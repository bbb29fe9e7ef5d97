//! Sparkline chart primitive.
//!
//! A sparkline is a compact chart showing recent values as a series of
//! vertical bars. The telemetry panel uses it for error and confidence.

/// Unicode characters for sparkline visualization (8 height levels).
/// From lowest (▁) to highest (█).
const SPARKLINE_CHARS: [char; 8] = ['▁', '▂', '▃', '▄', '▅', '▆', '▇', '█'];

/// Rolling history buffer for sparkline data.
///
/// Keeps the most recent `max_samples` values; the oldest is evicted first.
#[derive(Debug, Clone)]
pub struct SparklineHistory {
    /// Value samples (most recent last).
    samples: Vec<f64>,
    max_samples: usize,
}

impl SparklineHistory {
    pub fn new(max_samples: usize) -> Self {
        Self {
            samples: Vec::with_capacity(max_samples),
            max_samples,
        }
    }

    /// Add a new value, evicting the oldest one when full.
    pub fn push(&mut self, value: f64) {
        if self.samples.len() >= self.max_samples {
            self.samples.remove(0);
        }
        self.samples.push(value);
    }

    /// Most recent value, or 0.0 if empty.
    pub fn current(&self) -> f64 {
        self.samples.last().copied().unwrap_or(0.0)
    }

    pub fn peak(&self) -> f64 {
        self.samples.iter().cloned().fold(0.0_f64, f64::max)
    }

    pub fn len(&self) -> usize {
        self.samples.len()
    }

    pub fn clear(&mut self) {
        self.samples.clear();
    }

    /// Render the last `width` samples, scaled to `max_val`.
    ///
    /// Pads with spaces on the left when there are fewer samples than
    /// `width`. A fixed scale keeps bars comparable between frames; pass
    /// `None` to scale against the visible peak instead.
    pub fn render(&self, width: usize, max_val: Option<f64>) -> String {
        if self.samples.is_empty() {
            return " ".repeat(width);
        }

        let start = self.samples.len().saturating_sub(width);
        let visible = &self.samples[start..];
        let max_val = max_val
            .unwrap_or_else(|| visible.iter().cloned().fold(0.0_f64, f64::max))
            .max(0.001);

        let bars: String = visible
            .iter()
            .map(|&val| {
                let normalized = (val / max_val).clamp(0.0, 1.0);
                let index = ((normalized * 7.0).round() as usize).min(7);
                SPARKLINE_CHARS[index]
            })
            .collect();

        format!("{}{}", " ".repeat(width - visible.len()), bars)
    }
}
//! Stream adapter: reads the backend's `/ws` channel and forwards decoded frames.
//!
//! Follows the same daemon shape as the other background tasks in this crate:
//! - `new()` + `start()` spawns the task
//! - async `run()` loop
//! - stops when the socket closes, the receiver is dropped, or the
//!   cancellation token fires
//!
//! There is no reconnect and no heartbeat. Frames are forwarded in arrival
//! order. A frame that fails to parse is reported as
//! [`StreamEvent::Malformed`] and skipped instead of tearing the stream down.

use futures_util::{SinkExt, StreamExt};
use tokio::sync::mpsc;
use tokio_tungstenite::tungstenite::Message;
use tokio_util::sync::CancellationToken;

use super::error::StreamError;
use super::protocol::{parse_message, StreamMessage};

/// Events emitted by the adapter, in arrival order.
#[derive(Debug, Clone, PartialEq)]
pub enum StreamEvent {
    /// Handshake completed.
    Connected { url: String },
    /// A well-formed frame.
    Message(StreamMessage),
    /// A frame that could not be decoded (carries the parse error).
    Malformed(String),
    /// The stream ended. Carries the close reason or error, if any.
    Closed(Option<String>),
}

/// WebSocket telemetry adapter.
pub struct StreamAdapter {
    url: String,
    events_tx: mpsc::Sender<StreamEvent>,
    cancel: CancellationToken,
}

impl StreamAdapter {
    /// Create an adapter for a full `ws://` / `wss://` URL.
    pub fn new(
        url: impl Into<String>,
        events_tx: mpsc::Sender<StreamEvent>,
        cancel: CancellationToken,
    ) -> Self {
        Self {
            url: url.into(),
            events_tx,
            cancel,
        }
    }

    /// Create an adapter for the `/ws` endpoint of an HTTP base URL.
    pub fn for_backend(
        base_url: &str,
        events_tx: mpsc::Sender<StreamEvent>,
        cancel: CancellationToken,
    ) -> Result<Self, StreamError> {
        Ok(Self::new(websocket_url(base_url)?, events_tx, cancel))
    }

    pub fn url(&self) -> &str {
        &self.url
    }

    /// Start the adapter as an async task.
    pub fn start(self) -> tokio::task::JoinHandle<Result<(), StreamError>> {
        tokio::spawn(async move { self.run().await })
    }

    /// Connect and pump frames until the stream ends.
    pub async fn run(self) -> Result<(), StreamError> {
        tracing::info!(url = %self.url, "Connecting to telemetry stream");

        let connected = tokio::select! {
            _ = self.cancel.cancelled() => {
                tracing::debug!("Stream cancelled before connecting");
                return Ok(());
            }
            result = tokio_tungstenite::connect_async(self.url.as_str()) => result,
        };

        let (socket, _response) = match connected {
            Ok(pair) => pair,
            Err(e) => {
                let error = StreamError::ConnectError {
                    url: self.url.clone(),
                    reason: e.to_string(),
                };
                tracing::warn!(error = %error, "Telemetry stream connection failed");
                let _ = self
                    .events_tx
                    .send(StreamEvent::Closed(Some(error.to_string())))
                    .await;
                return Err(error);
            }
        };

        tracing::info!(url = %self.url, "Telemetry stream connected");
        if self
            .events_tx
            .send(StreamEvent::Connected {
                url: self.url.clone(),
            })
            .await
            .is_err()
        {
            return Ok(());
        }

        let (mut write, mut read) = socket.split();
        let mut close_reason: Option<String> = None;
        let mut outcome = Ok(());
        let mut frames: u64 = 0;

        loop {
            let next = tokio::select! {
                _ = self.cancel.cancelled() => {
                    tracing::debug!("Telemetry stream cancelled, closing socket");
                    let _ = write.send(Message::Close(None)).await;
                    break;
                }
                next = read.next() => next,
            };

            let event = match next {
                None => break,
                Some(Err(e)) => {
                    tracing::warn!(error = %e, "Telemetry stream read failed");
                    close_reason = Some(e.to_string());
                    outcome = Err(StreamError::ProtocolError(e.to_string()));
                    break;
                }
                Some(Ok(Message::Text(text))) => {
                    frames += 1;
                    match parse_message(&text) {
                        Ok(message) => {
                            tracing::trace!(kind = message.kind(), "Frame received");
                            StreamEvent::Message(message)
                        }
                        Err(e) => {
                            tracing::warn!(error = %e, "Skipping malformed telemetry frame");
                            StreamEvent::Malformed(e.to_string())
                        }
                    }
                }
                Some(Ok(Message::Close(frame))) => {
                    close_reason = frame
                        .map(|f| f.reason.to_string())
                        .filter(|reason| !reason.is_empty());
                    break;
                }
                // Binary, ping and pong frames carry no telemetry.
                Some(Ok(_)) => continue,
            };

            if self.events_tx.send(event).await.is_err() {
                tracing::debug!("Stream receiver dropped, stopping");
                break;
            }
        }

        tracing::info!(frames, reason = ?close_reason, "Telemetry stream closed");
        let _ = self.events_tx.send(StreamEvent::Closed(close_reason)).await;
        outcome
    }
}

/// Derive the `/ws` endpoint from an HTTP(S) base URL.
///
/// `http://host:8000` becomes `ws://host:8000/ws`; `https` maps to `wss`.
/// URLs that already use a WebSocket scheme are kept as they are.
pub fn websocket_url(base_url: &str) -> Result<String, StreamError> {
    let base = base_url.trim().trim_end_matches('/');

    let rewritten = if let Some(rest) = base.strip_prefix("http://") {
        format!("ws://{}", rest)
    } else if let Some(rest) = base.strip_prefix("https://") {
        format!("wss://{}", rest)
    } else if base.starts_with("ws://") || base.starts_with("wss://") {
        base.to_string()
    } else {
        return Err(StreamError::InvalidUrl(base_url.to_string()));
    };

    if rewritten.ends_with("/ws") {
        Ok(rewritten)
    } else {
        Ok(format!("{}/ws", rewritten))
    }
}
impl<'a> Parser<'a> {
    fn peek(&self) -> Option<&'a Token> {
        self.tokens.get(self.pos).map(|(t, _)| t)
    }

    fn next(&mut self) -> Option<&'a Token> {
        let token = self.tokens.get(self.pos).map(|(t, _)| t);
        if token.is_some() {
            self.pos += 1;
        }
        token
    }

    fn eat_punct(&mut self, c: char) -> bool {
        if self.peek() == Some(&Token::Punct(c)) {
            self.pos += 1;
            return true;
        }
        false
    }

    fn ident(&mut self) -> Result<String, Unsupported> {
        match self.next() {
            Some(Token::Ident(text)) => Ok(text.clone()),
            _ => Err(Unsupported("expected a name".to_string())),
        }
    }

    fn description(&mut self) -> Option<String> {
        match self.peek() {
            Some(Token::Str(text)) => {
                self.pos += 1;
                Some(text.clone())
            }
            _ => None,
        }
    }

    /// Skip past a failed definition: past a brace block if one opens before
    /// the next definition keyword, otherwise up to that keyword.
    fn skip_definition(&mut self) {
        while let Some(token) = self.peek() {
            match token {
                Token::Punct('{') => {
                    let mut depth = 0usize;
                    while let Some(token) = self.next() {
                        match token {
                            Token::Punct('{') => depth += 1,
                            Token::Punct('}') => {
                                depth -= 1;
                                if depth == 0 {
                                    return;
                                }
                            }
                            _ => {}
                        }
                    }
                    return;
                }
                Token::Ident(word) if is_definition_keyword(word) => return,
                Token::Str(_) => return,
                _ => {
                    self.pos += 1;
                }
            }
        }
    }

    /// A field type: named, list or non-null.
    fn parse_field_type(&mut self) -> Result<(Type, bool), Unsupported> {
        let ty = if self.eat_punct('[') {
            let (inner, _) = self.parse_field_type()?;
            if !self.eat_punct(']') {
                return Err(Unsupported("expected ']'".to_string()));
            }
            Type::Array {
                items: Box::new(inner),
            }
        } else {
            named_type(&self.ident()?)
        };
        let non_null = self.eat_punct('!');
        Ok((ty, non_null))
    }

    fn parse_fields(&mut self) -> Result<Vec<Property>, Unsupported> {
        if !self.eat_punct('{') {
            return Err(Unsupported("expected '{'".to_string()));
        }
        let mut fields = Vec::new();
        loop {
            if self.eat_punct('}') {
                return Ok(fields);
            }
            let description = self.description();
            let name = self.ident()?;
            if self.eat_punct('(') {
                return Err(Unsupported(format!("field '{name}' takes arguments")));
            }
            if !self.eat_punct(':') {
                return Err(Unsupported("expected ':'".to_string()));
            }
            let (ty, non_null) = self.parse_field_type()?;
            self.skip_directives();
            fields.push(Property {
                name,
                ty,
                required: non_null,
                annotations: Annotations {
                    description,
                    ..Annotations::default()
                },
            });
        }
    }

    fn skip_directives(&mut self) {
        while self.eat_punct('@') {
            let _ = self.ident();
            if self.eat_punct('(') {
                let mut depth = 1usize;
                while depth > 0 {
                    match self.next() {
                        Some(Token::Punct('(')) => depth += 1,
                        Some(Token::Punct(')')) => depth -= 1,
                        Some(_) => {}
                        None => return,
                    }
                }
            }
        }
    }
}

fn is_definition_keyword(word: &str) -> bool {
    matches!(
        word,
        "type" | "enum" | "union" | "scalar" | "input" | "interface" | "schema" | "extend"
            | "directive"
    )
}

fn named_type(name: &str) -> Type {
    match name {
        "Int" => Type::Integer,
        "Float" => Type::Number,
        "String" | "ID" => Type::String,
        "Boolean" => Type::Boolean,
        other => Type::Ref {
            target: other.to_string(),
        },
    }
}

pub fn reader() -> Reader {
    let read: ReadFn = Arc::new(|data, opts| {
        let tokens = lex(data)?;
        let mut parser = Parser {
            tokens: &tokens,
            pos: 0,
        };

        let mut types = Vec::new();
        let mut converted = Vec::new();
        let mut not_converted = Vec::new();

        while parser.peek().is_some() {
            let description = parser.description();

            let keyword = match parser.next() {
                Some(Token::Ident(word)) => word.clone(),
                Some(_) => continue,
                None => break,
            };

            let (name, result): (String, Result<Type, Unsupported>) = match keyword.as_str() {
                "type" => {
                    let Ok(name) = parser.ident() else {
                        parser.skip_definition();
                        continue;
                    };
                    parser.skip_directives();
                    let result = parser.parse_fields().map(|properties| Type::Object {
                        properties,
                        additional: false,
                    });
                    (name, result)
                }
                "enum" => {
                    let Ok(name) = parser.ident() else {
                        parser.skip_definition();
                        continue;
                    };
                    let result = parse_enum_values(&mut parser).map(|members| Type::Or { members });
                    (name, result)
                }
                "union" => {
                    let Ok(name) = parser.ident() else {
                        parser.skip_definition();
                        continue;
                    };
                    let result = parse_union_members(&mut parser).map(|members| Type::Or { members });
                    (name, result)
                }
                "scalar" => {
                    let Ok(name) = parser.ident() else {
                        parser.skip_definition();
                        continue;
                    };
                    parser.skip_directives();
                    (name, Ok(Type::Any))
                }
                other => {
                    if is_definition_keyword(other) {
                        (opts.warn)(&format!("Skipping unsupported '{other}' definition"), None);
                    }
                    parser.skip_definition();
                    continue;
                }
            };

            match result {
                Ok(ty) => {
                    types.push(NamedType {
                        name: name.clone(),
                        ty,
                        annotations: Annotations {
                            description,
                            ..Annotations::default()
                        },
                    });
                    converted.push(name);
                }
                Err(Unsupported(reason)) => {
                    (opts.warn)(&format!("Type '{name}' not converted: {reason}"), None);
                    parser.skip_definition();
                    not_converted.push(name);
                }
            }
        }

        Ok(Conversion {
            data: Document::new(types),
            converted_types: converted,
            not_converted_types: not_converted,
        })
    });
    Reader::new(Format::GraphQl, read)
}

fn parse_enum_values(parser: &mut Parser<'_>) -> Result<Vec<Type>, Unsupported> {
    if !parser.eat_punct('{') {
        return Err(Unsupported("expected '{'".to_string()));
    }
    let mut members = Vec::new();
    loop {
        if parser.eat_punct('}') {
            return Ok(members);
        }
        let _ = parser.description();
        let value = parser.ident()?;
        parser.skip_directives();
        members.push(Type::Const {
            value: Value::String(value),
        });
    }
}

fn parse_union_members(parser: &mut Parser<'_>) -> Result<Vec<Type>, Unsupported> {
    if !parser.eat_punct('=') {
        return Err(Unsupported("expected '='".to_string()));
    }
    parser.eat_punct('|');
    let mut members = vec![named_type(&parser.ident()?)];
    while parser.eat_punct('|') {
        members.push(named_type(&parser.ident()?));
    }
    Ok(members)
}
━━━━━━━━
Quote, with nothing altered, all lines from the start of the entries to the line that carries "(8 height levels).", inclusive.

Solution to the exercise →
repository bbb29fe9e7ef5d97
//! Sparkline chart primitive.
//!
//! A sparkline is a compact chart showing recent values as a series of
//! vertical bars. The telemetry panel uses it for error and confidence.

/// Unicode characters for sparkline visualization (8 height levels).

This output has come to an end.